### Data listing
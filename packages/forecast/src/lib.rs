#![cfg_attr(feature = "fail-on-warnings", deny(warnings))]
#![warn(clippy::all, clippy::pedantic, clippy::nursery, clippy::cargo)]
#![allow(clippy::multiple_crate_versions, clippy::cargo_common_metadata)]

//! Short-horizon hazard forecasts.
//!
//! An explainable multiplier model, not a fitted one. Each hazard's current
//! baseline is scaled by a weekly trend, an injected [`WeatherModel`], a
//! seasonal offset from the [`SeasonCalendar`], and a hazard-specific
//! growth or crowding term. Every applied factor is reported back as text
//! so the forecast can be explained to the user.
//!
//! [`WeatherModel`]: weather::WeatherModel
//! [`SeasonCalendar`]: season::SeasonCalendar

pub mod calendar;
pub mod model;
pub mod season;
pub mod settings;
pub mod weather;

pub use model::{CurrentConditions, ForecastEngine, Scope};
pub use settings::ForecastSettings;
pub use weather::{SeasonalWeather, SeededWeather, WeatherModel};

use health_risk_hazard_models::HazardKind;
use season::Season;
use thiserror::Error;

/// Errors raised while validating forecast settings.
#[derive(Debug, Clone, PartialEq, Error)]
pub enum SettingsError {
    /// A season calendar listed a month outside 1-12.
    #[error("Month {month} is not between 1 and 12")]
    InvalidMonth {
        /// The offending month.
        month: u32,
    },

    /// A month was assigned to more than one season.
    #[error("Month {month} is assigned to more than one season")]
    DuplicateMonth {
        /// The offending month.
        month: u32,
    },

    /// A month was not assigned to any season.
    #[error("Month {month} is not assigned to any season")]
    UnmappedMonth {
        /// The missing month.
        month: u32,
    },

    /// A seasonal offset would zero or invert the projection.
    #[error("Seasonal offset {offset} for {hazard} in {season} must be finite and above -1")]
    InvalidSeasonalOffset {
        /// Which hazard.
        hazard: HazardKind,
        /// Which season.
        season: Season,
        /// The offending offset.
        offset: f64,
    },

    /// A weather range was inverted, negative, or non-finite.
    #[error("Weather range for {hazard} in {season} must satisfy 0 <= min ({min}) <= max ({max})")]
    InvalidWeatherRange {
        /// Which hazard.
        hazard: HazardKind,
        /// Which season.
        season: Season,
        /// Lower bound.
        min: f64,
        /// Upper bound.
        max: f64,
    },

    /// A holiday does not exist in any year.
    #[error("Holiday {month}/{day} is not a valid calendar date")]
    InvalidHoliday {
        /// Month.
        month: u32,
        /// Day.
        day: u32,
    },

    /// A factor or rate was negative, non-finite, or out of range.
    #[error("Setting '{name}' has invalid value {value}")]
    InvalidFactor {
        /// Dotted setting name.
        name: &'static str,
        /// The offending value.
        value: f64,
    },

    /// The maximum horizon was zero.
    #[error("max_horizon_days must be at least 1")]
    ZeroMaxHorizon,
}
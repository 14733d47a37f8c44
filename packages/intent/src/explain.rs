//! Canned answers for [`Intent::Explanation`](crate::Intent::Explanation).

use crate::Topic;

/// A short explanation of how the engine treats `topic`.
#[must_use]
pub const fn explain(topic: Topic) -> &'static str {
    match topic {
        Topic::Dengue => {
            "Dengue risk is scored from the active dengue clusters around you. \
             Clusters within 500 m count ten times their case count, within 1 km \
             five times, and within 2 km twice. A weighted score above 100 or any \
             cluster within 500 m is Very High; above 50 or more than two clusters \
             within 1 km is High; above 20 or any cluster within 2 km is Medium. \
             Without a precise location, the island-wide case total is used instead."
        }
        Topic::AirQuality => {
            "Air quality follows the Pollutant Standards Index (PSI) for your region, \
             or the national reading when no regional one is available. 0-50 is Good, \
             51-100 Moderate, 101-200 Unhealthy, 201-300 Very Unhealthy and above 300 \
             Hazardous. Above 100 an N95 mask is advised outdoors; above 200, stay \
             indoors where you can."
        }
        Topic::Epidemic => {
            "Epidemic load is estimated from hospital admissions near you, weighted by \
             distance: hospitals within 2 km count fully, within 5 km at 60% and within \
             10 km at 30%. More than 50 weighted admissions is Very High, more than 30 \
             High and more than 15 Medium."
        }
        Topic::RiskLevels => {
            "Each hazard is rated Low, Medium, High or Very High. The overall risk \
             averages the three ratings (Low = 1 up to Very High = 4): an average of \
             3.5 or more is High, 2.5 or more is Medium, anything lower is Low. Every \
             rating carries a confidence that drops when data is missing or only \
             island-wide figures are available."
        }
    }
}

#[cfg(test)]
mod tests {
    use super::*;

    #[test]
    fn every_topic_has_text() {
        for topic in [
            Topic::Dengue,
            Topic::AirQuality,
            Topic::Epidemic,
            Topic::RiskLevels,
        ] {
            assert!(!explain(topic).is_empty(), "{topic} has no explanation");
        }
    }

    #[test]
    fn air_quality_mentions_n95() {
        assert!(explain(Topic::AirQuality).contains("N95"));
    }
}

### What is expected
Among the records above, repeat exactly the line with "invert the projection.", the line with "pub const fn", and every line in between, and only those.

### Answer space
    /// A seasonal offset would zero or invert the projection.
    #[error("Seasonal offset {offset} for {hazard} in {season} must be finite and above -1")]
    InvalidSeasonalOffset {
        /// Which hazard.
        hazard: HazardKind,
        /// Which season.
        season: Season,
        /// The offending offset.
        offset: f64,
    },

    /// A weather range was inverted, negative, or non-finite.
    #[error("Weather range for {hazard} in {season} must satisfy 0 <= min ({min}) <= max ({max})")]
    InvalidWeatherRange {
        /// Which hazard.
        hazard: HazardKind,
        /// Which season.
        season: Season,
        /// Lower bound.
        min: f64,
        /// Upper bound.
        max: f64,
    },

    /// A holiday does not exist in any year.
    #[error("Holiday {month}/{day} is not a valid calendar date")]
    InvalidHoliday {
        /// Month.
        month: u32,
        /// Day.
        day: u32,
    },

    /// A factor or rate was negative, non-finite, or out of range.
    #[error("Setting '{name}' has invalid value {value}")]
    InvalidFactor {
        /// Dotted setting name.
        name: &'static str,
        /// The offending value.
        value: f64,
    },

    /// The maximum horizon was zero.
    #[error("max_horizon_days must be at least 1")]
    ZeroMaxHorizon,
}
repository 14733d47a37f8c44
filename packages/intent/src/explain.rs
//! Canned answers for [`Intent::Explanation`](crate::Intent::Explanation).

use crate::Topic;

/// A short explanation of how the engine treats `topic`.
#[must_use]
pub const fn explain(topic: Topic) -> &'static str {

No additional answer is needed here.